Stored data entries
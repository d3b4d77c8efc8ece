//! One sourcing run: metadata, entity fetches, normalization, node creation.

use std::collections::BTreeMap;

use serde_json::{Map, Value};
use strapi_client::ContentTypeConfig;
use strapi_schema::PathIndex;
use tracing::{debug, info};

use crate::context::SourceContext;
use crate::error::{SourceError, SourceResult};
use crate::graph::{ContentGraph, Node, NodeInternal};
use crate::normalize::download_media_files;

/// Prefix of entity node types.
pub const NODE_TYPE_PREFIX: &str = "Strapi";

/// Entity keys that collide with node bookkeeping fields and are renamed to
/// `strapi_<key>`.
const RESERVED_KEYS: [&str; 4] = ["parent", "children", "internal", "fields"];

/// Totals of one sourcing run.
#[derive(Debug, Clone, Default, PartialEq, Eq)]
pub struct SourceReport {
    /// Number of flattened rich-text paths discovered.
    pub rich_text_paths: usize,
    /// Entity nodes created across all types.
    pub entities: usize,
    /// Entity nodes created per type name.
    pub per_type: BTreeMap<String, usize>,
}

/// Sources every configured collection type and single type.
///
/// Metadata is fetched once. Types are processed one after another; the
/// entities of one type are normalized concurrently. Any fetch, cache or
/// graph failure aborts the run.
pub async fn source_nodes(ctx: SourceContext<'_>) -> SourceResult<SourceReport> {
    let index = ctx.client.fetch_metadata(ctx.reporter).await?;
    let mut report = SourceReport {
        rich_text_paths: index.rich_text_paths().count(),
        ..SourceReport::default()
    };

    let config = ctx.config();
    let collections = config
        .content_types
        .iter()
        .map(|ty| (ty, ty.collection_endpoint()));
    let singles = config
        .single_types
        .iter()
        .map(|ty| (ty, ty.single_endpoint()));

    for (content_type, endpoint) in collections.chain(singles) {
        let count = source_type(ctx, &index, content_type, &endpoint).await?;
        *report.per_type.entry(content_type.name.clone()).or_default() += count;
        report.entities += count;
    }

    ctx.reporter.info(&format!(
        "Sourced {} entities of {} types from Strapi",
        report.entities,
        report.per_type.len()
    ));
    Ok(report)
}

/// Fetches, normalizes and creates nodes for one type. Returns the number of
/// entity nodes created.
pub async fn source_type(
    ctx: SourceContext<'_>,
    index: &PathIndex,
    content_type: &ContentTypeConfig,
    endpoint: &str,
) -> SourceResult<usize> {
    let entities = ctx.client.fetch_data(endpoint, ctx.reporter).await?;
    let entities = download_media_files(ctx, &content_type.name, index, entities).await?;

    let node_type = node_type_name(&content_type.name);
    let count = entities.len();
    for (i, entity) in entities.into_iter().enumerate() {
        let node = entity_node(ctx.graph, &node_type, i, entity)?;
        ctx.graph.create_node(node).await?;
    }

    info!(name = %content_type.name, endpoint, count, "Sourced content type");
    Ok(count)
}

/// `Strapi` followed by the PascalCase type name: `blog-post` becomes
/// `StrapiBlogPost`.
pub fn node_type_name(name: &str) -> String {
    let mut node_type = String::from(NODE_TYPE_PREFIX);
    for word in name.split(['-', '_', ' ']).filter(|w| !w.is_empty()) {
        let mut chars = word.chars();
        if let Some(first) = chars.next() {
            node_type.extend(first.to_uppercase());
            node_type.push_str(chars.as_str());
        }
    }
    node_type
}

/// Builds the node for entity `index` of `node_type`.
///
/// The entity's `id` moves to `strapiId` and keys reserved by the node
/// layout are prefixed with `strapi_`; everything else is kept in order.
pub fn entity_node(
    graph: &dyn ContentGraph,
    node_type: &str,
    index: usize,
    entity: Value,
) -> SourceResult<Node> {
    let content_digest = graph.create_content_digest(&serde_json::to_string(&entity)?);

    let Value::Object(object) = entity else {
        return Err(SourceError::Graph(format!(
            "entity {index} of {node_type} is not an object"
        )));
    };

    let entity_id = match object.get("id") {
        Some(Value::String(id)) => id.clone(),
        Some(Value::Number(id)) => id.to_string(),
        _ => index.to_string(),
    };

    let mut fields = Map::with_capacity(object.len());
    for (key, value) in object {
        if key == "id" {
            fields.insert("strapiId".to_string(), value);
        } else if RESERVED_KEYS.contains(&key.as_str()) {
            fields.insert(format!("strapi_{key}"), value);
        } else {
            fields.insert(key, value);
        }
    }

    let id = graph.create_node_id(&format!("{node_type}-{entity_id}"));
    debug!(node_type, id = %id, "Built entity node");

    Ok(Node {
        id,
        parent: None,
        children: Vec::new(),
        internal: NodeInternal {
            node_type: node_type.to_string(),
            media_type: None,
            content: None,
            content_digest,
        },
        fields,
    })
}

▸ What to produce
Would you retype the lines above from the one with "normalization, node creation." down to the one with "pub const NODE_TYPE_PREFIX: &str", word for word, both ends included and no other lines?

▸ The completed task
//! One sourcing run: metadata, entity fetches, normalization, node creation.

use std::collections::BTreeMap;

use serde_json::{Map, Value};
use strapi_client::ContentTypeConfig;
use strapi_schema::PathIndex;
use tracing::{debug, info};

use crate::context::SourceContext;
use crate::error::{SourceError, SourceResult};
use crate::graph::{ContentGraph, Node, NodeInternal};
use crate::normalize::download_media_files;

/// Prefix of entity node types.
pub const NODE_TYPE_PREFIX: &str = "Strapi";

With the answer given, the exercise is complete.